In the aftermath of the gruesome terrorist attack in Tel Aviv on Wednesday night that took the lives of four people, Israel’s government reacted with what any objective observer might consider restraint. While Palestinians celebrated this atrocity, the reaction from most Israelis was their characteristic to get on with normal life despite the threat of murder from those who wish their destruction. But faced with the possibility of more such attacks—cheered as they were by the Hamas government in Gaza and encouraged by the Palestinian Authority in the West Bank, especially during Ramadan–Israel’s government did the sort of responsible thing any government would do. It not only sent troops to the part of the West Bank where the terrorists originated, it also revoked the permits of 83,000 Palestinians to visit Israel during the holiday. The purpose of these moves was to do everything possible to prevent another bloody terrorist incident while avoiding the sort of action that might set off a general conflict with Hamas.

But predictably, Israel’s actions brought down upon it the opprobrium of the United Nations. In Geneva on Friday, U.N. High Commissioner for Human Rights Zeid Ra’ad al-Hussein said the cancellation of the permits amounted to “collective punishment” of Palestinians that violate international law. Though it was accompanied it with a pro forma condemnation of terrorism, the statement also said Israel’s actions would, “increase the sense of injustice and frustration felt by Palestinians.”

While the issue of collective punishment is a thorny legal issue in a time of war, the U.N.’s reflexive attack on Israel shows again not only the bias of the world body against the Jewish state but also demonstrates the double standard by which it is judged. When it comes to the Palestinians, defense of their human rights apparently mandates that they be allowed to cross borders with impunity. But when it comes to Israelis, the human right to live in peace and security is not high on the U.N.’s priority list.

One can argue that curfews or restrictions placed on the movements of populations can sometimes amount to collective punishment. But the idea that a sovereign nation doesn’t have the right to close its border when it is under attack turns the very concept of international law on its head. Israel may grant West Bank Palestinians permission to enter but they do not have a “right” to cross into the Jewish state. Moreover, the notion that Israel may not in any way control its borders, even when under attack is to treat it as somehow less than sovereign over even the territory that the UN recognizes as part of the Jewish state.

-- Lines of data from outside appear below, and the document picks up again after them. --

use chrono::{DateTime, Utc};
use serde::{Deserialize, Serialize};

/// A single line of a stage trace
#[derive(Debug, Clone, PartialEq, Serialize, Deserialize)]
pub struct TraceLine {
    pub at: DateTime<Utc>,
    pub message: String,
}

/// Free-text log captured during one stage invocation.
///
/// Display only; nothing downstream parses it.
#[derive(Debug, Clone, Default, PartialEq, Serialize, Deserialize)]
pub struct StageTrace {
    pub lines: Vec<TraceLine>,
}

impl StageTrace {
    pub fn new() -> Self {
        Self::default()
    }

    pub fn record(&mut self, message: impl Into<String>) {
        self.lines.push(TraceLine {
            at: Utc::now(),
            message: message.into(),
        });
    }

    pub fn is_empty(&self) -> bool {
        self.lines.is_empty()
    }

    /// Render as `HH:MM:SS.mmm message` lines
    pub fn render(&self) -> String {
        self.lines
            .iter()
            .map(|line| format!("{} {}", line.at.format("%H:%M:%S%.3f"), line.message))
            .collect::<Vec<_>>()
            .join("\n")
    }
}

Palestinian terror, such as the Tel Aviv attack, is, after all, not merely a random act in which individuals are acting on a personal agenda. Whether these terrorists were acting directly on the orders of Hamas, or merely inspired by the terror group that rules the independent Palestinian state in all but name in Gaza, they are part of an ongoing conflict involving more than themselves. Like other Palestinian terrorists in Israeli custody, they will doubtless be given pensions by the supposedly moderate Palestinian Authority and be treated as heroes by its official media. It is a certainty that PA leader Mahmoud Abbas will ask for their release along with others with blood on their hands the next time he seeks a reward for taking part in negotiations or as part of a goodwill gesture to ensure that he will keep the peace.

While no nation can seal itself off from potential attacks, limiting those who enter from a territory that is a hotbed of terror is a minimal and entirely reasonable action especially during a time of year when some sort of flamboyant gesture of terror, from Hamas or its sympathizers, might be expected.

But when it comes to Israel, any measure of self-defense, even one that involves no counter-attack against terror bases but merely limiting entry to the country, is deemed not only illegal but also some sort of provocation. But not only was the UN chiding the Israelis, the Obama administration chimed in with its own warning as State Department spokesman Mark Toner declared bemoaned the possibility that Israel would “inflame” and “escalate tensions.”

Both the UN and the administration need to be reminded that the source of the “tension” remains a Palestinian belief that all of Israel is “occupied” territory—a stance shared by Hamas and Abbas alike—not the fact that the Jewish state seeks to defend itself.

The right to self-defense and to have one’s government take the minimal steps expected to prevent acts of terrorism is also a fundamental human right. The day when the international community starts acting as if Israelis are entitled to that right will be the moment when perhaps some sanity will return to discussions about the Middle East. Until that happens, the Palestinians will continue to believe that the world sympathizes more with their desire to wipe out Israel than with the Jewish state’s ongoing and successful fight for survival.